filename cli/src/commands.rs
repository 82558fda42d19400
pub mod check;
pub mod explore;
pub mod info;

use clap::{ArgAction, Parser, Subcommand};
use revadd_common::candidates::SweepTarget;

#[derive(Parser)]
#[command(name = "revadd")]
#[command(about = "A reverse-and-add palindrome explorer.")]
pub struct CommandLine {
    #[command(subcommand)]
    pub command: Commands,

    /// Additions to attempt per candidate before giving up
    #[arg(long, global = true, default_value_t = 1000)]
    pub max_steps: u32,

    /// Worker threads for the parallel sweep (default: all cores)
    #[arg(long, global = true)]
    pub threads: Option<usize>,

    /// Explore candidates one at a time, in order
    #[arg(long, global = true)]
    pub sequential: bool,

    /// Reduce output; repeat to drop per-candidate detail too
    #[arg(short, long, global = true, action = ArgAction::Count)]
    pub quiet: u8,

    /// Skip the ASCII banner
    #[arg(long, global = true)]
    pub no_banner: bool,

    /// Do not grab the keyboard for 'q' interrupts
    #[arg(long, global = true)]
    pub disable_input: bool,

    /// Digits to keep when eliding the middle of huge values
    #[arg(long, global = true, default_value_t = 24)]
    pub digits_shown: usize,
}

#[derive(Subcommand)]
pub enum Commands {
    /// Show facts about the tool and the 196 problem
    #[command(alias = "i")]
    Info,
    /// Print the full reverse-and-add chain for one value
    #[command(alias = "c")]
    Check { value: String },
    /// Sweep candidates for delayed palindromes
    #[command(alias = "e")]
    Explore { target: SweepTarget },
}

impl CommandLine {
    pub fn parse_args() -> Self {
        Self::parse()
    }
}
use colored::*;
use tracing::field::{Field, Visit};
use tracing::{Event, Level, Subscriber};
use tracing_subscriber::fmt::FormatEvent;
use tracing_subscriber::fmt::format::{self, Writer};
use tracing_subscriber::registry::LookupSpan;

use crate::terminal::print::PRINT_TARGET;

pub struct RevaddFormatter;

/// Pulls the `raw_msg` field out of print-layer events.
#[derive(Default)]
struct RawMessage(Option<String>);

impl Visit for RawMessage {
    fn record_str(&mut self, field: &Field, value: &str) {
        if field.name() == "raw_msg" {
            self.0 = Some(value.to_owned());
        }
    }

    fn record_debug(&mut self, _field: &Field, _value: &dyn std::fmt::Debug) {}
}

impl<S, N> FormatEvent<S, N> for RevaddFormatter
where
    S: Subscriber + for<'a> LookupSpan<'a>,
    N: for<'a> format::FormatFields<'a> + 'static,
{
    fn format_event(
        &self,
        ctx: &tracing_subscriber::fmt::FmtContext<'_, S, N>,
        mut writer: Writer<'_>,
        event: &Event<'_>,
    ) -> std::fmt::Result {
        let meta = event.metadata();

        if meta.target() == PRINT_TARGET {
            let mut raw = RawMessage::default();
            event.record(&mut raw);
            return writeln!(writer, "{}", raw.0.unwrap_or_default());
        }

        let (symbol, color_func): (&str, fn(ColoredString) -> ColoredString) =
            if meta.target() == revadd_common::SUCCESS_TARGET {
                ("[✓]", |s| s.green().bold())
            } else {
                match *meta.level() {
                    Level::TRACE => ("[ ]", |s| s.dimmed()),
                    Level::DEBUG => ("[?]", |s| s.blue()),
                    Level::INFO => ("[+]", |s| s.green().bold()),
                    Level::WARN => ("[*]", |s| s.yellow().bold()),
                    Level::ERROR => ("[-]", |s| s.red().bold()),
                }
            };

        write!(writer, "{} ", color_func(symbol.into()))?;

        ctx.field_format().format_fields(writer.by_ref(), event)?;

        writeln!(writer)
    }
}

━━━━━━━━━━

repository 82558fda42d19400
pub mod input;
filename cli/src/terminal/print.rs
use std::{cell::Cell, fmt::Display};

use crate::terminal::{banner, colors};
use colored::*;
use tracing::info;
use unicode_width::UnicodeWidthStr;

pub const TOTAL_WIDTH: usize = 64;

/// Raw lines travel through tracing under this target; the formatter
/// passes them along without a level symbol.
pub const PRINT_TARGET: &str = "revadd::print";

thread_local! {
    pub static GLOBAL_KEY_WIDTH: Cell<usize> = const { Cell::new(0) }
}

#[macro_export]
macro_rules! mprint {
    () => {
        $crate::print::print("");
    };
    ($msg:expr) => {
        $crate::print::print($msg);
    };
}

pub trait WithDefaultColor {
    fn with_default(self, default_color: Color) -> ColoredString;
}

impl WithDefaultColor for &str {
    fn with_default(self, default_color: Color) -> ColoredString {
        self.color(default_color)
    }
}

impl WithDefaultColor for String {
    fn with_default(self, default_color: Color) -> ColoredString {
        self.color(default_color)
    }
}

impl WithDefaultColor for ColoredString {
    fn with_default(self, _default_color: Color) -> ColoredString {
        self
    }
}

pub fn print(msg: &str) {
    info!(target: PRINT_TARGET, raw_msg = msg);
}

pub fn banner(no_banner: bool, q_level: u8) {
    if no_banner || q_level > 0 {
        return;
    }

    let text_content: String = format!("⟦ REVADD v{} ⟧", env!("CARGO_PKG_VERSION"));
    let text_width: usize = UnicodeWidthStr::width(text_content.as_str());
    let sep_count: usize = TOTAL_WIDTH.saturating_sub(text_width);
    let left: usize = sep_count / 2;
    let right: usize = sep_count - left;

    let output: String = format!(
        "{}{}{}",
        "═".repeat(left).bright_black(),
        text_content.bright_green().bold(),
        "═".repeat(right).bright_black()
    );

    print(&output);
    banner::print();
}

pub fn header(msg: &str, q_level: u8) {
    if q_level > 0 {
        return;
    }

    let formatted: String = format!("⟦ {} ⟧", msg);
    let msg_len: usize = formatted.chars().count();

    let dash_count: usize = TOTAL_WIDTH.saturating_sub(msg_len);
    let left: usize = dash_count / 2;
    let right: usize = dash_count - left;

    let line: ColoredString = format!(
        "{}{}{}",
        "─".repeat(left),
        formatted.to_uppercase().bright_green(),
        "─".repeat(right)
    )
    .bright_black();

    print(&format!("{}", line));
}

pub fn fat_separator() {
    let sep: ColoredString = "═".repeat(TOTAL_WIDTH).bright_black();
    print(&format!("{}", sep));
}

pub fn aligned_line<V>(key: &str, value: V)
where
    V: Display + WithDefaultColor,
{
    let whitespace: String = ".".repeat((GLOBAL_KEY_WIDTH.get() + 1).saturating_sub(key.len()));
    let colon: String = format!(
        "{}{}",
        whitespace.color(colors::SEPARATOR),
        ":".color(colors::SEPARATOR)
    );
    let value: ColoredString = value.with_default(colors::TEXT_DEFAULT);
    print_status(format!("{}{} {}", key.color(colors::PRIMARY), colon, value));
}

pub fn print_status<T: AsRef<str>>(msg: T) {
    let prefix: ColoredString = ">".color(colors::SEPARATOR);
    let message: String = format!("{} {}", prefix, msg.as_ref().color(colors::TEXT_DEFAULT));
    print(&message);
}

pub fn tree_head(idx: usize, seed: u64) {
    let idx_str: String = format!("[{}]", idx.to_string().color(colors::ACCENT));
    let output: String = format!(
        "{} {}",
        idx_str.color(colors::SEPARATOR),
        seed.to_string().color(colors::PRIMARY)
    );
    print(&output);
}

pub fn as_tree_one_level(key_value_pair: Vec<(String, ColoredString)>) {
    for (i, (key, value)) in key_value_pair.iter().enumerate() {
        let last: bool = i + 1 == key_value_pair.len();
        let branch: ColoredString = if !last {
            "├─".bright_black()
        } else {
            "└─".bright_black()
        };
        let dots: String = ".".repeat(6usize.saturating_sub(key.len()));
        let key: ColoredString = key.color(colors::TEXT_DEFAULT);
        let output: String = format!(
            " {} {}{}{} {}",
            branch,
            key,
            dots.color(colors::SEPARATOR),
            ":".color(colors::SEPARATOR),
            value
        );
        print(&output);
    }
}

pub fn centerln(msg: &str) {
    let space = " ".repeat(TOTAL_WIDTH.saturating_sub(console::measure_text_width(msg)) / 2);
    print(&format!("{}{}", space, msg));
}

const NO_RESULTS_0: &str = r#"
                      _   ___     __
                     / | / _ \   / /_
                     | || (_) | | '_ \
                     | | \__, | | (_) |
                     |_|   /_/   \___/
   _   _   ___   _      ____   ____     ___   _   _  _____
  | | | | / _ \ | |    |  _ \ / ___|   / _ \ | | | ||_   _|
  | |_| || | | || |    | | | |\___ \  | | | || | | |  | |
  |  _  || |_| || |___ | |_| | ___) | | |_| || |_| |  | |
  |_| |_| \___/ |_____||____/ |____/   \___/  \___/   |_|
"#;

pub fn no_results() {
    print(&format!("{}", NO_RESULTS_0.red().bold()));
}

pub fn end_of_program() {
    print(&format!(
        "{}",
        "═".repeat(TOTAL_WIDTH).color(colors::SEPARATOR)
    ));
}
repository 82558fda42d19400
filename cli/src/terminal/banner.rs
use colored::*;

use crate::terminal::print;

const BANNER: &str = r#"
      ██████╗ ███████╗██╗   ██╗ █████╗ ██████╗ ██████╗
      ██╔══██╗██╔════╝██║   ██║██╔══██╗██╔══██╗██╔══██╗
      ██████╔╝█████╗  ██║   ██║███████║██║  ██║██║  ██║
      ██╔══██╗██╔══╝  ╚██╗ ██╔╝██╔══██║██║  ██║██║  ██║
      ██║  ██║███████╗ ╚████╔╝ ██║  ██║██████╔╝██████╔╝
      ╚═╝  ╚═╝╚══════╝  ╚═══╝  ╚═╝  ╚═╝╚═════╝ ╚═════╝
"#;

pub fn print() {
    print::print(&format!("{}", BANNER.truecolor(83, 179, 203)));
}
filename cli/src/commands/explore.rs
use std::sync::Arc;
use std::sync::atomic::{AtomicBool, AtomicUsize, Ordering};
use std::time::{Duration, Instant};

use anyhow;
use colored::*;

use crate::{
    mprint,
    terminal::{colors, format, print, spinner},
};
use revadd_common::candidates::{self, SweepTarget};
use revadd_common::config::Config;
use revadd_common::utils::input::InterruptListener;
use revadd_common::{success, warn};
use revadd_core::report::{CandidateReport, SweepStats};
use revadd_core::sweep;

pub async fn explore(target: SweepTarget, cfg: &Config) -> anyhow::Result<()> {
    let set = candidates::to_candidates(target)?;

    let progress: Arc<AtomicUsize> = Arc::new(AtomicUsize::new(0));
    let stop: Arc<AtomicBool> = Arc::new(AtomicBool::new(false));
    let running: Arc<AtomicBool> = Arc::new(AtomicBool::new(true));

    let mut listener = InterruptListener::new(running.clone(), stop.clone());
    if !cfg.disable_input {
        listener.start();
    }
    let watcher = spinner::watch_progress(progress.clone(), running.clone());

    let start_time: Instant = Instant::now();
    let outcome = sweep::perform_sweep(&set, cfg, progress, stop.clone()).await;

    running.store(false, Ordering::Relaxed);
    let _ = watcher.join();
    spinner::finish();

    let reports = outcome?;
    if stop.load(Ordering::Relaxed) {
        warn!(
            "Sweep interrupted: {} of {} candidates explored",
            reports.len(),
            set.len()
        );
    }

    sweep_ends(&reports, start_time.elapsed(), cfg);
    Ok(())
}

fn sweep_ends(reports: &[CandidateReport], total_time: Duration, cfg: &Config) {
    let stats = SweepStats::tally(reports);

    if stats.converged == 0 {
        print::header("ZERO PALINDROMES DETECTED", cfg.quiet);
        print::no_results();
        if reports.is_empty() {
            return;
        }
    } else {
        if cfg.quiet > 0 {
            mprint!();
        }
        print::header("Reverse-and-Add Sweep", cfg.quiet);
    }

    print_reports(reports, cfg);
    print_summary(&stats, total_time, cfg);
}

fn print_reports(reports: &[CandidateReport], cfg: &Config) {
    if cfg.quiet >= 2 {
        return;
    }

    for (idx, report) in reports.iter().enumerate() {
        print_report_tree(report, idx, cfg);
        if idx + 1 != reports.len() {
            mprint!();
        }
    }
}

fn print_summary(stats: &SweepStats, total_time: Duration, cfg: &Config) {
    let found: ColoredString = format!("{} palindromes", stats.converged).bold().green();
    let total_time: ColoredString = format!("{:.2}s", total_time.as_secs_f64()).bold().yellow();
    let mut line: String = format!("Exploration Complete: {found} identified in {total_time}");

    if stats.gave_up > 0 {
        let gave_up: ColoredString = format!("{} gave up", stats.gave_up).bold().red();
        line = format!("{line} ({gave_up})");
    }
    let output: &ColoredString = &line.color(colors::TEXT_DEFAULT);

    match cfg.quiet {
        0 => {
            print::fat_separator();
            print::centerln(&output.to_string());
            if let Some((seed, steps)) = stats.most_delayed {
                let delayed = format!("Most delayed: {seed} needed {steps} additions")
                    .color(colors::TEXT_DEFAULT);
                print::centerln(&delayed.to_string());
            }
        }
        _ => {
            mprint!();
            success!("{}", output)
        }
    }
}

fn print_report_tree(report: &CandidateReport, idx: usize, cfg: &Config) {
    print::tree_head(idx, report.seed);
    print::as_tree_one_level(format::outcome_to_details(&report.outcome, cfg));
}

━━━━━━━━━━

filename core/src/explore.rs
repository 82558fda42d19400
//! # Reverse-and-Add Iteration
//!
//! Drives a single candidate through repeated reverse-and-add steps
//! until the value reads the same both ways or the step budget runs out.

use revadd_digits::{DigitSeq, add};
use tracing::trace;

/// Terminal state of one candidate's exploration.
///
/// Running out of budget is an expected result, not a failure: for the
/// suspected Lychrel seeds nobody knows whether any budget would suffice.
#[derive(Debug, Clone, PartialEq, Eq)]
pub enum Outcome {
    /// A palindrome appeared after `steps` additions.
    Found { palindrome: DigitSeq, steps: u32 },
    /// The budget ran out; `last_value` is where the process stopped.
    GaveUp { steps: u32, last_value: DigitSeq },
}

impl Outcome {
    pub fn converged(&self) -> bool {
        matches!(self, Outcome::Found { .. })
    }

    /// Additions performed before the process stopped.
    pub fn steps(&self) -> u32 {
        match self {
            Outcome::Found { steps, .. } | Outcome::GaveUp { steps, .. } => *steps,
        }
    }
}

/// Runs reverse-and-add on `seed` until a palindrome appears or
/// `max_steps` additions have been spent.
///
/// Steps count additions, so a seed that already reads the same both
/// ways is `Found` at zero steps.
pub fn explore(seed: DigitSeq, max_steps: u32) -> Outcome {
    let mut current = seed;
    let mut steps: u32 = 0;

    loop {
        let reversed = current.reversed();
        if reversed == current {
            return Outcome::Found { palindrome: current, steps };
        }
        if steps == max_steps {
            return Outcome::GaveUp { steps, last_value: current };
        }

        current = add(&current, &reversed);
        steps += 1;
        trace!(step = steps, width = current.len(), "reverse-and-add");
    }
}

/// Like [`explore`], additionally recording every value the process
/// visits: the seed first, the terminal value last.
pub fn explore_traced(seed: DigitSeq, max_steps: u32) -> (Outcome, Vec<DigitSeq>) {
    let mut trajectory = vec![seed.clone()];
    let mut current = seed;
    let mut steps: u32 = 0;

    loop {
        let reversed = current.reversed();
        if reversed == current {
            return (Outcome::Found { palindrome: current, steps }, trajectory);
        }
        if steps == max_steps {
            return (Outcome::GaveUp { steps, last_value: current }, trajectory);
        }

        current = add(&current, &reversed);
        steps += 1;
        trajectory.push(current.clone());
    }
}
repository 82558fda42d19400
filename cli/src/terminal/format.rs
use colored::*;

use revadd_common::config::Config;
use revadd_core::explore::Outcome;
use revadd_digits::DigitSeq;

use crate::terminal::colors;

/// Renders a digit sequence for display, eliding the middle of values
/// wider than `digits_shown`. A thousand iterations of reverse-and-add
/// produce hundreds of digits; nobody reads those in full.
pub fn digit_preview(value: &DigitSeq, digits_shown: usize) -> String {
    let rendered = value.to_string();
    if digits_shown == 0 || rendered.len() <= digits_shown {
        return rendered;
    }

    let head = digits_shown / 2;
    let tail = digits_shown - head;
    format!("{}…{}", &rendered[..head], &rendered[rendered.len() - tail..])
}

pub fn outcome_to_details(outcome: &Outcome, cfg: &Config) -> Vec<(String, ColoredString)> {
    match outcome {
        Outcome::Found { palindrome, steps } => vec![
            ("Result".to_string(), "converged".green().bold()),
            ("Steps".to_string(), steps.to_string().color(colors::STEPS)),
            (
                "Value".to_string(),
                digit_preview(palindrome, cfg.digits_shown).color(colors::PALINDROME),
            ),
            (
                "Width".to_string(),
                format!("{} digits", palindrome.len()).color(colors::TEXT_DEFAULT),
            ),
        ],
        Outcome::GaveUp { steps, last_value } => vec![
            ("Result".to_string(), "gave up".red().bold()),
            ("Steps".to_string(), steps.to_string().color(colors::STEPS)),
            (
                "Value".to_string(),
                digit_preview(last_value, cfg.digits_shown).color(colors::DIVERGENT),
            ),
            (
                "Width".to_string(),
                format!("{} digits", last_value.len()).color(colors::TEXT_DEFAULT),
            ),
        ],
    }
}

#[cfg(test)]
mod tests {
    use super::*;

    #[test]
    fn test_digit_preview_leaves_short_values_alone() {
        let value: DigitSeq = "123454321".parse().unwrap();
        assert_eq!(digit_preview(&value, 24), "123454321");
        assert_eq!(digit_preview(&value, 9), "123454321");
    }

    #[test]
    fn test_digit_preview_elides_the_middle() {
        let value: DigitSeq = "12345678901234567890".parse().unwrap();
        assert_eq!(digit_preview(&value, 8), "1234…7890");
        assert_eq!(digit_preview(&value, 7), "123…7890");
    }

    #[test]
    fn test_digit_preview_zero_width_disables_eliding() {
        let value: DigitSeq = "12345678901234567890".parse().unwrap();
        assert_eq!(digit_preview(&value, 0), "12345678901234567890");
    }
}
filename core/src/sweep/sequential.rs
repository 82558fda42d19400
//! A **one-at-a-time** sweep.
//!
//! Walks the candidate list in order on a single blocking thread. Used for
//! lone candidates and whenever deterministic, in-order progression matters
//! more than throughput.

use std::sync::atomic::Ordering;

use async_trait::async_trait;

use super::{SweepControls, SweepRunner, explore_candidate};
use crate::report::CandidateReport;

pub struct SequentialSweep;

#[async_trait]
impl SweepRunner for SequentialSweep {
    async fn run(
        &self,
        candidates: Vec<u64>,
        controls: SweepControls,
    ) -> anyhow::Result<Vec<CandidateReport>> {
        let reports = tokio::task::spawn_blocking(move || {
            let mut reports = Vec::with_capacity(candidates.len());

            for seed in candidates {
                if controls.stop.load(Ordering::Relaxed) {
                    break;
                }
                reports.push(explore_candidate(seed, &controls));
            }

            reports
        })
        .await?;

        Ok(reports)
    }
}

━━━━━━━━━━

• Work order: Copy each line of the material where "false" is found.

• Response for this exercise:
    let stop: Arc<AtomicBool> = Arc::new(AtomicBool::new(false));
    running.store(false, Ordering::Relaxed);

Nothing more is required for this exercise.